Leave Only Bubbles


Transcript

JIM DELGADO:

One of the things that we’ve learned when we look at shipwrecks in particular but other parts of archaeology is when something is preserved, when it’s set aside, it’s almost like money that you put in the bank. But it’s money that you can’t make another deposit to. Once you start taking it out, it’s gone forever. That’s why as archaeologists, we’re very careful to look and not touch, more often than not. In the time I’ve been an archaeologist, I’ve seen the technology change so much that if I could go back and say, “Hold on! Don’t dig that ship up now! Let’s wait thirty years or forty years because we’ll learn twice as much!” I would go back and have that conversation with myself and others.

But by the same token, too, what we also learn is that these shipwrecks not only are repositories of the past, they’re people’s graves in some cases. They’re also wonderful marine habitats, full of life. So why should I as an archaeologist got to the bottom and say, “OK, we’re gonna take all of this marine life off, we’re gonna take away this home for all these fish, and we’re going to bring it to the surface,” when it’s there sitting as an untouched museum, that meets all of those needs, or that’s a beautiful place for divers to go and visit.
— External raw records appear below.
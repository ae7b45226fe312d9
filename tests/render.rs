mod common;

use serde_json::json;
use shotdoc_pdf::{
    APPENDIX_TITLE, DrawOp, Error, FALLBACK_NOTICE, FontContext, RenderConfig, Weight,
    layout_request, measure, render_json, render_request_with, wrap,
};

use common::{all_texts, image_assets, png_data_url, request, shot, sized_texts};

#[test]
fn tutorial_without_shots_is_one_page() {
    let _ = env_logger::try_init();
    let req = request(json!({
        "schemaType": "tutorial",
        "enforceSchema": true,
        "structuredResult": {
            "templateId": "tutorial",
            "data": {
                "title": "T",
                "summary": "S",
                "steps": [{ "stepTitle": "Step 1", "description": "Do X" }]
            }
        },
        "shots": []
    }));
    let cfg = RenderConfig::default();
    let rendering = layout_request(&req, &cfg);

    assert_eq!(rendering.layout.pages.len(), 1);
    assert_eq!(rendering.layout.appendix_page, None);
    assert_eq!(
        sized_texts(&rendering.layout),
        vec![
            ("T".to_string(), 24.0),
            ("S".to_string(), 12.0),
            ("Step 1: Step 1".to_string(), 18.0),
            ("Do X".to_string(), 12.0),
        ]
    );

    let out = rendering.to_pdf(&cfg).unwrap();
    assert!(out.bytes.starts_with(b"%PDF"));
    assert_eq!(out.filename, "T.pdf");
    assert_eq!(out.page_count, 1);
    assert!(out.warnings.is_empty());
    assert_eq!(out.warnings_header(5), None);
}

#[test]
fn unparseable_raw_text_uses_fallback_with_notice() {
    let req = request(json!({
        "schemaType": "tutorial",
        "enforceSchema": true,
        "rawText": "Sorry, I cannot produce JSON today.",
        "shots": []
    }));
    let rendering = layout_request(&req, &RenderConfig::default());
    let texts = all_texts(&rendering.layout);
    assert_eq!(
        texts,
        vec![
            "Tutorial".to_string(),
            FALLBACK_NOTICE.to_string(),
            "Sorry, I cannot produce JSON today.".to_string(),
        ]
    );
}

#[test]
fn fallback_without_enforcement_has_no_notice() {
    let req = request(json!({
        "schemaType": "meetingSummary",
        "enforceSchema": false,
        "rawText": "plain words",
        "shots": []
    }));
    let rendering = layout_request(&req, &RenderConfig::default());
    assert_eq!(
        all_texts(&rendering.layout),
        vec!["Meeting Summary".to_string(), "plain words".to_string()]
    );
}

#[test]
fn undecodable_shot_produces_warning_and_no_appendix() {
    let req = request(json!({
        "schemaType": "tutorial",
        "enforceSchema": false,
        "structuredResult": { "templateId": "tutorial", "data": { "steps": [] } },
        "shots": [shot("s1", "data:image/png;base64,AAAA")]
    }));
    let cfg = RenderConfig::default();
    let rendering = layout_request(&req, &cfg);
    assert!(rendering.assets.is_empty());
    assert_eq!(rendering.layout.appendix_page, None);
    assert_eq!(rendering.layout.pages.len(), 1);

    let out = rendering.to_pdf(&cfg).unwrap();
    assert_eq!(out.warnings.len(), 1);
    assert!(out.warnings[0].contains("s1"));
    assert!(out.warnings_header(5).unwrap().contains("s1"));
}

#[test]
fn key_topics_render_in_order_field_order() {
    let req = request(json!({
        "schemaType": "meetingSummary",
        "enforceSchema": true,
        "structuredResult": {
            "templateId": "meetingSummary",
            "data": {
                "title": "Weekly sync",
                "date": "2024-05-01",
                "keyTopics": [
                    { "order": 2, "topic": "Hiring", "details": "Two open roles" },
                    { "order": 1, "topic": "Roadmap", "speaker": "Dana" }
                ]
            }
        },
        "shots": []
    }));
    let rendering = layout_request(&req, &RenderConfig::default());
    let texts = all_texts(&rendering.layout);
    let first = texts.iter().position(|t| t == "1. Roadmap").unwrap();
    let second = texts.iter().position(|t| t == "2. Hiring").unwrap();
    assert!(first < second);
    assert!(texts.contains(&"Date: 2024-05-01".to_string()));
    assert!(texts.contains(&"Speaker: Dana".to_string()));
}

#[test]
fn long_paragraph_wraps_within_content_width() {
    let cfg = RenderConfig::default();
    let fonts = FontContext::standard();
    let face = fonts.face(Weight::Regular);
    let text = "Open the settings panel and choose the integrations tab, then scroll down \
                until the webhook section appears and paste the endpoint you copied earlier.";
    assert!(measure(text, face, cfg.body_size) > cfg.content_width());

    let lines = wrap(text, face, cfg.body_size, cfg.content_width());
    assert!(lines.len() >= 2);
    for line in &lines {
        assert!(measure(line, face, cfg.body_size) <= cfg.content_width());
    }
    assert_eq!(lines.join(" "), text.split_whitespace().collect::<Vec<_>>().join(" "));
}

#[test]
fn appendix_lists_every_asset_in_order() {
    let url = png_data_url(64, 48);
    let req = request(json!({
        "schemaType": "tutorial",
        "enforceSchema": true,
        "structuredResult": {
            "templateId": "tutorial",
            "data": {
                "title": "Setup",
                "steps": [
                    { "stepTitle": "Login", "screenshotIds": ["s2", "missing"] }
                ]
            }
        },
        "shots": [
            { "id": "s1", "label": "Home", "timecode": "00:01", "dataUrl": url },
            { "id": "s2", "timecode": "00:05", "note": "Click the blue button", "dataUrl": url }
        ]
    }));
    let rendering = layout_request(&req, &RenderConfig::default());
    let layout = &rendering.layout;

    assert_eq!(rendering.assets.ids(), vec!["s1", "s2"]);
    let appendix = layout.appendix_page.expect("appendix page");
    assert_eq!(appendix, layout.pages.len() - 1);

    let appendix_page = &layout.pages[appendix];
    let texts: Vec<&str> = appendix_page.texts().collect();
    assert_eq!(
        texts,
        vec![APPENDIX_TITLE, "Home (00:01)", "s2 (00:05)", "Click the blue button"]
    );
    assert_eq!(appendix_page.image_count(), 2);

    // Inline s2 in the body, then both assets again in the appendix.
    assert_eq!(image_assets(layout), vec![1, 0, 1]);
}

#[test]
fn images_scale_to_width_and_height_caps() {
    let req = request(json!({
        "schemaType": "tutorial",
        "enforceSchema": false,
        "structuredResult": { "templateId": "tutorial", "data": { "steps": [] } },
        "shots": [
            shot("wide", &png_data_url(1032, 100)),
            shot("tall", &png_data_url(100, 560)),
            shot("small", &png_data_url(40, 20))
        ]
    }));
    let rendering = layout_request(&req, &RenderConfig::default());
    let sizes: Vec<(f32, f32, f32)> = rendering
        .layout
        .pages
        .iter()
        .flat_map(|p| p.ops.iter())
        .filter_map(|op| match op {
            DrawOp::Image { x, width, height, .. } => Some((*x, *width, *height)),
            DrawOp::Text { .. } => None,
        })
        .collect();
    assert_eq!(sizes.len(), 3);
    assert_eq!((sizes[0].1, sizes[0].2), (516.0, 50.0));
    assert_eq!((sizes[1].1, sizes[1].2), (50.0, 280.0));
    assert_eq!((sizes[2].1, sizes[2].2), (40.0, 20.0));
    // Centered in the content box.
    assert_eq!(sizes[0].0, 48.0);
    assert_eq!(sizes[2].0, 48.0 + (516.0 - 40.0) / 2.0);
}

#[test]
fn long_documents_paginate_within_margins() {
    let url = png_data_url(300, 200);
    let steps: Vec<_> = (0..40)
        .map(|i| {
            json!({
                "stepTitle": format!("Part {i}"),
                "description": "Carefully follow the instructions shown on screen. ".repeat(6),
                "startTime": "00:00",
                "screenshotIds": ["s1"]
            })
        })
        .collect();
    let req = request(json!({
        "schemaType": "tutorial",
        "enforceSchema": true,
        "structuredResult": { "templateId": "tutorial", "data": { "title": "Long", "steps": steps } },
        "shots": [shot("s1", &url)]
    }));
    let cfg = RenderConfig::default();
    let rendering = layout_request(&req, &cfg);
    assert!(rendering.layout.pages.len() > 5);

    for page in &rendering.layout.pages {
        assert!(!page.ops.is_empty());
        for op in &page.ops {
            match op {
                DrawOp::Text { baseline, size, .. } => {
                    assert!(*baseline >= cfg.margin, "text below margin: {op:?}");
                    assert!(*baseline + *size <= cfg.top() + 1e-3, "text above top: {op:?}");
                }
                DrawOp::Image { y, height, .. } => {
                    assert!(*y >= cfg.margin, "image below margin: {op:?}");
                    assert!(*y + *height <= cfg.top() + 1e-3);
                }
            }
        }
    }

    // Step numbering follows position when no number is given.
    let texts = all_texts(&rendering.layout);
    assert!(texts.contains(&"Step 40: Part 39".to_string()));
}

#[test]
fn layout_is_deterministic() {
    let url = png_data_url(20, 20);
    let req = request(json!({
        "schemaType": "meetingSummary",
        "enforceSchema": true,
        "structuredResult": {
            "templateId": "meetingSummary",
            "data": {
                "attendees": [{ "name": "Ana", "role": "Lead", "department": "Ops" }],
                "decisions": [{ "description": "Ship it", "owners": ["Ana"] }],
                "actionItems": [{ "task": "Write notes", "owner": "Bo", "dueDate": "Mon" }],
                "followUps": ["Check metrics"]
            }
        },
        "shots": [shot("b", &url), shot("a", &url)]
    }));
    let cfg = RenderConfig::default();
    let first = layout_request(&req, &cfg);
    let second = layout_request(&req, &cfg);
    assert_eq!(first.assets.ids(), vec!["b", "a"]);
    assert_eq!(first.assets.ids(), second.assets.ids());
    assert_eq!(first.layout, second.layout);
    assert_eq!(first.variant, second.variant);

    let texts = all_texts(&first.layout);
    for expected in [
        "Meeting Summary",
        "Attendees",
        "Ana · Lead · Ops",
        "1. Ship it",
        "Owners: Ana",
        "1. Write notes (Owner: Bo)",
        "Due: Mon",
        "Follow Ups",
        "1. Check metrics",
    ] {
        assert!(texts.contains(&expected.to_string()), "missing {expected:?}");
    }
}

#[test]
fn render_json_rejects_malformed_requests() {
    let err = render_json(b"{ not json", &RenderConfig::default())
        .err()
        .expect("malformed JSON must fail");
    assert!(matches!(err, Error::Json(_)));
}

#[test]
fn pdf_embeds_each_asset_once() {
    let url = png_data_url(10, 10);
    let req = request(json!({
        "schemaType": "tutorial",
        "enforceSchema": false,
        "structuredResult": {
            "templateId": "tutorial",
            "data": { "title": "Q3 / Review: \"Final\"", "steps": [{ "title": "One", "screenshotIds": ["s1"] }] }
        },
        "shots": [shot("s1", &url)]
    }));
    let out = render_request_with(&req, &RenderConfig::default()).unwrap();
    assert_eq!(out.page_count, 2);
    assert_eq!(out.filename, "Q3-Review-Final.pdf");

    let body = String::from_utf8_lossy(&out.bytes);
    assert_eq!(body.matches("/Subtype /Image").count(), 1);
    assert!(body.contains("/BaseFont /Helvetica-Bold"));
}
That’s why we have sanctuaries. That’s why we set these areas aside. It’s not to just go and take. It’s to look, to observe, to appreciate, and in a few cases, if it’s that important, to intervene, take maybe this or that. A doctor, when he operates, doesn’t take everything out of you, he might take a little biopsy as a sample to learn what’s making you sick. And so that’s how we approach it with shipwrecks. That’s how we approach it with most anything in a marine sanctuary. They are sanctuaries, they’re conservation areas, they’re sentinels that speak to how we are changing the oceans and how we’re also working very hard to save the oceans and preserve what’s in them. So for the most part, we leave only bubbles and take only photographs.